*** Study material

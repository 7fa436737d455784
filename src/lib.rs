//! Word ladders: every path between two words of a dictionary where each step
//! changes exactly one letter, shortest paths first.

pub mod app;
pub mod dictionary;
pub mod graph;
pub mod path;
// adjacency.rs
// ──────────────────────────────────────────────────────────────────────────────
// Word adjacency: two words are neighbours when they differ in exactly one
// character position. Positions past the end of the shorter word count as
// mismatches, so "foo" and "fool" are neighbours too. This is positional
// (Hamming) distance, not edit distance. Only equal-length words reach this
// in practice, since the dictionary is filtered to a single length on load.
// ──────────────────────────────────────────────────────────────────────────────

/// Returns `true` if `word1` and `word2` differ in exactly one position.
///
/// Identical words (including two empty words) are never adjacent.
pub fn is_next_word(word1: &str, word2: &str) -> bool {
    let mut left = word1.chars();
    let mut right = word2.chars();
    let mut mismatches = 0usize;

    loop {
        let (a, b) = (left.next(), right.next());
        if a.is_none() && b.is_none() {
            break;
        }
        if a != b {
            mismatches += 1;
            if mismatches > 1 {
                return false;
            }
        }
    }
    mismatches == 1
}

/// Lazy scan over a candidate collection, yielding the candidates adjacent to
/// a fixed word in the collection's own iteration order.
///
/// Created by [`next_words`].
#[derive(Clone, Debug)]
pub struct NextWords<'w, I> {
    word: &'w str,
    candidates: I,
}

impl<'w, 'c, I, S> Iterator for NextWords<'w, I>
where
    I: Iterator<Item = &'c S>,
    S: AsRef<str> + ?Sized + 'c,
{
    type Item = &'c str;

    fn next(&mut self) -> Option<Self::Item> {
        let word = self.word;
        self.candidates
            .by_ref()
            .map(AsRef::as_ref)
            .find(|candidate| is_next_word(word, candidate))
    }
}

/// Returns every element of `candidates` that is adjacent to `word`.
///
/// Nothing is scanned until the iterator is polled. Calling this again with
/// the same collection restarts the scan from the beginning.
pub fn next_words<'w, 'c, C, S>(word: &'w str, candidates: C) -> NextWords<'w, C::IntoIter>
where
    C: IntoIterator<Item = &'c S>,
    S: AsRef<str> + ?Sized + 'c,
{
    NextWords {
        word,
        candidates: candidates.into_iter(),
    }
}
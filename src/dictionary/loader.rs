use std::collections::BTreeSet;
use std::fs;
use std::path::Path;

use super::error::DictionaryError;

//─────────────────────────────────────────────────────────────────────────────

/// Loads the words of a given character length from a word file.
///
/// The file holds one word per line. Lines are trimmed before their length is
/// checked, and duplicates collapse into one entry. Lines that are not valid
/// UTF-8 are skipped, so only a failure to open or read the file is an error.
pub fn load_words_from_file(
    file_path: &Path,
    length: usize,
) -> Result<BTreeSet<String>, DictionaryError> {
    let file_bytes = fs::read(file_path)
        .map_err(|e| DictionaryError::ReadFile(file_path.display().to_string(), e))?;

    Ok(file_bytes
        .split(|&b| b == b'\n')
        .filter_map(|line| std::str::from_utf8(line).ok())
        .flat_map(|line| parse_words(line, length))
        .collect())
}

/// Returns every trimmed line of `content` that is exactly `length` characters
/// long.
pub fn parse_words(content: &str, length: usize) -> BTreeSet<String> {
    content
        .lines()
        .map(str::trim)
        .filter(|line| line.chars().count() == length)
        .map(str::to_string)
        .collect()
}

******

> [Aim of the exercise]: The complete material should be output once more, word for word.

> [Result for this exercise]:
repository 7fa436737d455784
filename src/lib.rs
//! Word ladders: every path between two words of a dictionary where each step
//! changes exactly one letter, shortest paths first.

pub mod app;
pub mod dictionary;
pub mod graph;
pub mod path;
// adjacency.rs
// ──────────────────────────────────────────────────────────────────────────────
// Word adjacency: two words are neighbours when they differ in exactly one
// character position. Positions past the end of the shorter word count as
// mismatches, so "foo" and "fool" are neighbours too. This is positional
// (Hamming) distance, not edit distance. Only equal-length words reach this
// in practice, since the dictionary is filtered to a single length on load.
// ──────────────────────────────────────────────────────────────────────────────

/// Returns `true` if `word1` and `word2` differ in exactly one position.
///
/// Identical words (including two empty words) are never adjacent.
pub fn is_next_word(word1: &str, word2: &str) -> bool {
    let mut left = word1.chars();
    let mut right = word2.chars();
    let mut mismatches = 0usize;

    loop {
        let (a, b) = (left.next(), right.next());
        if a.is_none() && b.is_none() {
            break;
        }
        if a != b {
            mismatches += 1;
            if mismatches > 1 {
                return false;
            }
        }
    }
    mismatches == 1
}

/// Lazy scan over a candidate collection, yielding the candidates adjacent to
/// a fixed word in the collection's own iteration order.
///
/// Created by [`next_words`].
#[derive(Clone, Debug)]
pub struct NextWords<'w, I> {
    word: &'w str,
    candidates: I,
}

impl<'w, 'c, I, S> Iterator for NextWords<'w, I>
where
    I: Iterator<Item = &'c S>,
    S: AsRef<str> + ?Sized + 'c,
{
    type Item = &'c str;

    fn next(&mut self) -> Option<Self::Item> {
        let word = self.word;
        self.candidates
            .by_ref()
            .map(AsRef::as_ref)
            .find(|candidate| is_next_word(word, candidate))
    }
}

/// Returns every element of `candidates` that is adjacent to `word`.
///
/// Nothing is scanned until the iterator is polled. Calling this again with
/// the same collection restarts the scan from the beginning.
pub fn next_words<'w, 'c, C, S>(word: &'w str, candidates: C) -> NextWords<'w, C::IntoIter>
where
    C: IntoIterator<Item = &'c S>,
    S: AsRef<str> + ?Sized + 'c,
{
    NextWords {
        word,
        candidates: candidates.into_iter(),
    }
}
filename src/dictionary/loader.rs
use std::collections::BTreeSet;
use std::fs;
use std::path::Path;

use super::error::DictionaryError;

//─────────────────────────────────────────────────────────────────────────────

/// Loads the words of a given character length from a word file.
///
/// The file holds one word per line. Lines are trimmed before their length is
/// checked, and duplicates collapse into one entry. Lines that are not valid
/// UTF-8 are skipped, so only a failure to open or read the file is an error.
pub fn load_words_from_file(
    file_path: &Path,
    length: usize,
) -> Result<BTreeSet<String>, DictionaryError> {
    let file_bytes = fs::read(file_path)
        .map_err(|e| DictionaryError::ReadFile(file_path.display().to_string(), e))?;

    Ok(file_bytes
        .split(|&b| b == b'\n')
        .filter_map(|line| std::str::from_utf8(line).ok())
        .flat_map(|line| parse_words(line, length))
        .collect())
}

/// Returns every trimmed line of `content` that is exactly `length` characters
/// long.
pub fn parse_words(content: &str, length: usize) -> BTreeSet<String> {
    content
        .lines()
        .map(str::trim)
        .filter(|line| line.chars().count() == length)
        .map(str::to_string)
        .collect()
}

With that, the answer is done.